Astronomers at the Very Large Telescope in Chile have captured the first ever image of a planet in the process of forming. The image shows a planet about four times the size of Jupiter orbiting a young star and clearing away a region of the dust and debris surrounding the star system.
Since 2014, the VLT has been using a planet-hunting instrument called the Spectro-Polarimetric High-contrast Exoplanet REsearch instrument, or SPHERE for short. It uses a sunshield to block the light of the star to study the planets and other stuff in orbit.
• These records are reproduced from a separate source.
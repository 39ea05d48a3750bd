//! Form submission
//!
//! A [`FormController`] owns one draft of a master entity and drives it
//! through `Empty -> Editing -> Submitting -> (Empty | Editing)`:
//!
//! - [`FormModel::build_dto`] flattens the draft: scalars pass through,
//!   attribute groups map to positional slots by position, row groups become
//!   ordered nested arrays
//! - [`FormModel::hydrate`] is the inverse for edit mode
//! - [`FormController::submit`] validates, refuses to double-submit, issues
//!   the create or update through the coordinator and reports the outcome as
//!   a notification
//!
//! The draft is reset after a successful submit and preserved after a failed
//! one.

mod controller;
pub mod product_master;
pub mod validation;
pub mod vendor;

pub use controller::{FormController, SubmitOutcome};
pub use product_master::ProductMasterDraft;
pub use validation::{RowErrors, ValidationErrors};
pub use vendor::VendorDraft;

use crate::config::FormsConfig;
use crate::coordinator::Resource;
use crate::fields::DEFAULT_MAX_ROWS;
use crate::transport::ApiError;
use serde::de::DeserializeOwned;
use serde::Serialize;

/// Settings shared by every draft of a form
#[derive(Debug, Clone, PartialEq)]
pub struct FormSettings {
    /// Capacity of each row group
    pub max_rows: usize,
    /// Choices offered by dropdown attributes
    pub dropdown_options: Vec<String>,
}

impl Default for FormSettings {
    fn default() -> Self {
        Self { max_rows: DEFAULT_MAX_ROWS, dropdown_options: Vec::new() }
    }
}

impl FormSettings {
    pub fn from_config(config: &FormsConfig) -> Self {
        Self { max_rows: config.max_rows, dropdown_options: config.dropdown_options.clone() }
    }

    pub fn with_dropdown_options(mut self, options: Vec<String>) -> Self {
        self.dropdown_options = options;
        self
    }
}

/// A draft that can be submitted as one backend entity
pub trait FormModel: Clone + Send + Sync + 'static {
    /// Wire shape of the entity
    type Dto: Serialize + DeserializeOwned + Send + Sync + 'static;

    /// Resource the draft is written to
    const RESOURCE: Resource;

    /// Display name used in notifications
    const LABEL: &'static str;

    /// Empty draft for add mode
    fn empty(settings: &FormSettings) -> Self;

    /// Flatten the draft into the wire shape
    fn build_dto(&self) -> Self::Dto;

    /// Rebuild a draft from a fetched entity
    fn hydrate(dto: &Self::Dto, settings: &FormSettings) -> Self;

    /// Client-side checks run before anything is sent
    fn validate(&self) -> Result<(), ValidationErrors>;
}

/// Whether submitting creates or updates
#[derive(Debug, Clone, Copy, PartialEq, Eq, Default)]
pub enum FormMode {
    #[default]
    Add,
    Edit {
        id: i64,
    },
}

/// Draft lifecycle
#[derive(Debug, Clone, Copy, PartialEq, Eq, Default)]
pub enum DraftPhase {
    #[default]
    Empty,
    Editing,
    Submitting,
}

/// Busy flag and last failure of a draft's submissions
#[derive(Debug, Clone, Default, PartialEq)]
pub struct SubmissionState {
    pub in_flight: bool,
    pub last_error: Option<ApiError>,
}
//! Cached read results with a staleness deadline

use tokio::time::{Duration, Instant};

/// A cache entry with metadata
#[derive(Debug, Clone)]
pub struct CacheEntry<V> {
    /// The cached value
    pub value: V,

    /// When the value was fetched
    pub fetched_at: Instant,

    /// When the value stops being served without a refetch
    pub stale_at: Instant,

    /// Number of reads served from this entry
    pub access_count: u64,
}

impl<V> CacheEntry<V> {
    /// Create an entry fetched now that goes stale after `stale_after`
    pub fn new(value: V, stale_after: Duration) -> Self {
        let now = Instant::now();
        Self { value, fetched_at: now, stale_at: now + stale_after, access_count: 0 }
    }

    /// Mark this entry as read
    pub fn touch(&mut self) {
        self.access_count += 1;
    }

    pub fn is_stale(&self) -> bool {
        Instant::now() >= self.stale_at
    }

    /// Force the next read to refetch
    pub fn mark_stale(&mut self) {
        self.stale_at = self.fetched_at;
    }

    pub fn age(&self) -> Duration {
        Instant::now().saturating_duration_since(self.fetched_at)
    }
}
//! Stockroom CLI - command-line client for the master-data backend.
//!
//! ```bash
//! stockroom sign-in web-client --secret "$SECRET"
//! stockroom list uoms --dimension 2
//! stockroom prefs --theme dark
//! ```
//!
//! See `stockroom --help` for all available commands and options.

mod commands;

use clap::Parser;
use commands::Command;
use std::path::PathBuf;
use stockroom_core::config::{StockroomConfig, CONFIG_FILE};
use stockroom_core::logging::{init_logging, LogTarget};
use stockroom_core::App;

#[derive(Parser)]
#[command(
    name = "stockroom",
    about = "Inventory and master-data client",
    version,
    after_help = "Settings are read from stockroom.toml and STOCKROOM_* environment variables."
)]
struct Cli {
    /// Configuration file
    #[arg(long, short, global = true, default_value = CONFIG_FILE)]
    config: PathBuf,

    /// Override the backend base URL
    #[arg(long, global = true)]
    base_url: Option<String>,

    /// Log at debug level
    #[arg(long, short, global = true)]
    verbose: bool,

    #[command(subcommand)]
    command: Command,
}

#[tokio::main]
async fn main() {
    let cli = Cli::parse();

    if let Err(e) = run(cli).await {
        eprintln!("Error: {:#}", e);
        std::process::exit(1);
    }
}

async fn run(cli: Cli) -> anyhow::Result<()> {
    let mut config = StockroomConfig::load_from(&cli.config)?;
    if let Some(base_url) = cli.base_url {
        config = config.with_base_url(base_url);
    }

    // stdout carries the JSON output
    init_logging(&App::logging_config(&config, cli.verbose).with_target(LogTarget::Stderr))?;

    log::debug!("Using backend {}", config.client.base_url);

    let app = App::from_config(&config).await?;
    let output = commands::run(&app, cli.command).await?;
    println!("{}", serde_json::to_string_pretty(&output)?);
    Ok(())
}
//! Common imports for Stockroom front ends
//!
//! ```rust,ignore
//! use stockroom_core::prelude::*;
//! ```

pub use crate::app::{App, AppCommand, AppEvent, AppHandle};
pub use crate::cache::{QueryKey, Scope};
pub use crate::config::StockroomConfig;
pub use crate::coordinator::{CacheCoordinator, CoordinatorConfig, Operation, Resource, Subscription};
pub use crate::fields::{
    AttributeKind, AttributeSet, AttributeUpdate, AttributeValue, RowChange, RowGroup, RowId,
};
pub use crate::forms::{
    FormController, FormModel, FormMode, ProductMasterDraft, SubmitOutcome, ValidationErrors,
    VendorDraft,
};
pub use crate::logging::{init_logging, LoggingConfig};
pub use crate::model::{
    BankDetailDto, Language, ProductCategory, ProductGroup, ProductMasterDto, ProductMasterUomDto,
    ProductType, SalesStatus, TaxInformationDto, Uom, UomDimension, VendorDto,
};
pub use crate::notify::{Level, Notification, NotificationCenter};
pub use crate::session::{Credentials, Density, Preferences, Session, Theme};
pub use crate::transport::{ApiError, HttpTransport, Transport};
In the photo above, you can see the sunshield as a black circle in the middle of the photo. This is necessary because stars are around a million times brighter than planets and even brighter than everything else in a system, so the only way to take photos is to block out the starlight. The planet itself is situated just below and to the right.
The planet in question orbits its young star about as far away as Uranus is from the sun. It has a mass about four times that of Jupiter and has a surface temperature of nearly 2,000 degrees Fahrenheit.
This image is important because it shows the newborn planet clearly inside the planetary disk surrounding it. “These discs around young stars are the birthplaces of planets, but so far only a handful of observations have detected hints of baby planets in them,” lead astronomer Miriam Keppler says. “The problem is that until now, most of these planet candidates could just have been features in the disc.”
This new discovery confirms the presence of a planet inside the disk and proves that gaps in planetary disks are caused by planets. This gives astronomers a kind of roadmap for detecting other newly-forming planets around other stars, which will give us more insights into how planets form.